I ate through the gooey chocolate and arrived at cherries and chips. This is ice cream you want to drip out the bottom of your cone, down your arm and elbow, just so you can lick it off. And, as if the gobs of pink, creamy goodness aren’t enough, there were real cherries, dark maroon and fleshy – you could even see where the stem and pit had once been. Delightful, delightful, delightful.

Wednesday, January 23, 2008

ICE ICE BABY

I made vanilla ice cream with brownie bits in it this weekend. I am ashamed to admit that I was talking on the phone while making the crème anglaise base for the ice cream, and as a result, it curdled a bit. A lot, actually. There were enough scrambled eggs at the bottom to make a McMuffin, and while I was tempted to toss the whole thing out, I also had a fresh batch of brownies waiting to be enveloped by creamy ice cream, so I tossed out the lumps and carried on. It turned out really well, despite the earlier trouble. Looks good, no?



There are several varieties of ice cream: standard or Philadelphia-style, which is your basic milk and/or cream plus sugar plus flavorings; French, which is what I made this weekend – it’s basically a fluid egg-based custard that you can eat as desssert with cake, fruit, etc., or pop in the ice cream maker; gelato, the Italian confection with is a richer, more dense version of the previous examples; and the ever-expanding froyos, Tasti Delites, and Pinkberrys of the world, whose compositions I can’t actually claim to know a thing about. All of these desserts are prepared by pouring the flavored liquid into a machine that churns it in a cold bowl until the mix freezes, and voilà! Icecreamgelatofroyoetcetcetc.

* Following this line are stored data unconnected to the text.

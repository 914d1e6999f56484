//! Mecanum car driver
//!
//! Thin layer over the motor bank that turns [`Maneuver`]s into wheel
//! speeds via the kinematics in `robokit-core`. Per-side base speeds and
//! trim are configuration; all mixing lives in the core crate where it
//! is tested in isolation.

use embedded_hal_async::delay::DelayNs;

use robokit_core::kinematics::{wheel_speeds, DriveTrim, Maneuver};
use robokit_hal::PwmChannels;

use crate::motor::{Motor, MotorBank, MAX_SPEED};

/// Base speeds per side, in the motor range `0..=255`
#[derive(Debug, Clone, Copy, PartialEq, Eq)]
#[cfg_attr(feature = "defmt", derive(defmt::Format))]
pub struct CarConfig {
    pub right_speed: i16,
    pub left_speed: i16,
}

impl Default for CarConfig {
    fn default() -> Self {
        Self {
            right_speed: MAX_SPEED,
            left_speed: MAX_SPEED,
        }
    }
}

/// Four-wheel mecanum car on the motor bank
pub struct Car<P: PwmChannels> {
    motors: MotorBank<P>,
    config: CarConfig,
    trim: DriveTrim,
}

impl<P: PwmChannels> Car<P> {
    pub fn new(pwm: P) -> Self {
        Self::with_config(pwm, CarConfig::default())
    }

    pub fn with_config(pwm: P, config: CarConfig) -> Self {
        Self {
            motors: MotorBank::new(pwm),
            config,
            trim: DriveTrim::default(),
        }
    }

    /// Set per-side trim to straighten a pulling car
    pub fn set_trim(&mut self, trim: DriveTrim) {
        self.trim = trim;
    }

    /// Start a maneuver; the wheels keep turning until another call
    pub fn maneuver(&mut self, maneuver: Maneuver) {
        let speeds = wheel_speeds(
            maneuver,
            self.config.right_speed,
            self.config.left_speed,
            self.trim,
        );
        for (motor, speed) in Motor::ALL.into_iter().zip(speeds) {
            self.motors.run(motor, speed);
        }
    }

    /// Run a maneuver for a fixed time, then stop all wheels
    pub async fn maneuver_for<D: DelayNs>(
        &mut self,
        maneuver: Maneuver,
        duration_ms: u32,
        delay: &mut D,
    ) {
        self.maneuver(maneuver);
        delay.delay_ms(duration_ms).await;
        self.halt();
    }

    pub fn halt(&mut self) {
        self.motors.stop_all();
    }
}
//! Board-agnostic core logic for the Robokit driver board extension
//!
//! This crate contains all logic that does not depend on hardware
//! implementations:
//!
//! - Distance units and round-trip-time conversion constants
//! - The ultrasonic ranging state: round-trip window, median estimator
//!   and threshold watch registry
//! - Mecanum drive kinematics (wheel speed mixing)
//!
//! The async sampling loop and the PWM-backed drivers that feed this
//! logic live in `robokit-drivers`.

#![no_std]
#![deny(unsafe_code)]

#[cfg(test)]
extern crate std;

pub mod kinematics;
pub mod ranging;
pub mod units;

Usually this process takes about half an hour, which is fine, but in today’s instant-gratification culture, who has time to wait 30 minutes? Wouldn’t it be magical if there were a potion that could turn your chocolate milk into chocolate ice cream in under five minutes? Science? Fiction? Infomercial? FACT, my friends. All you need is liquid nitrogen! I won’t disclose how or where I came by it, but I will say that it was super cool – no pun intended. Milk + sugar + vanilla + liquid nitrogen = lots of billowing clouds and ice cream in three minutes flat. Eat your heart out, Bill Nye.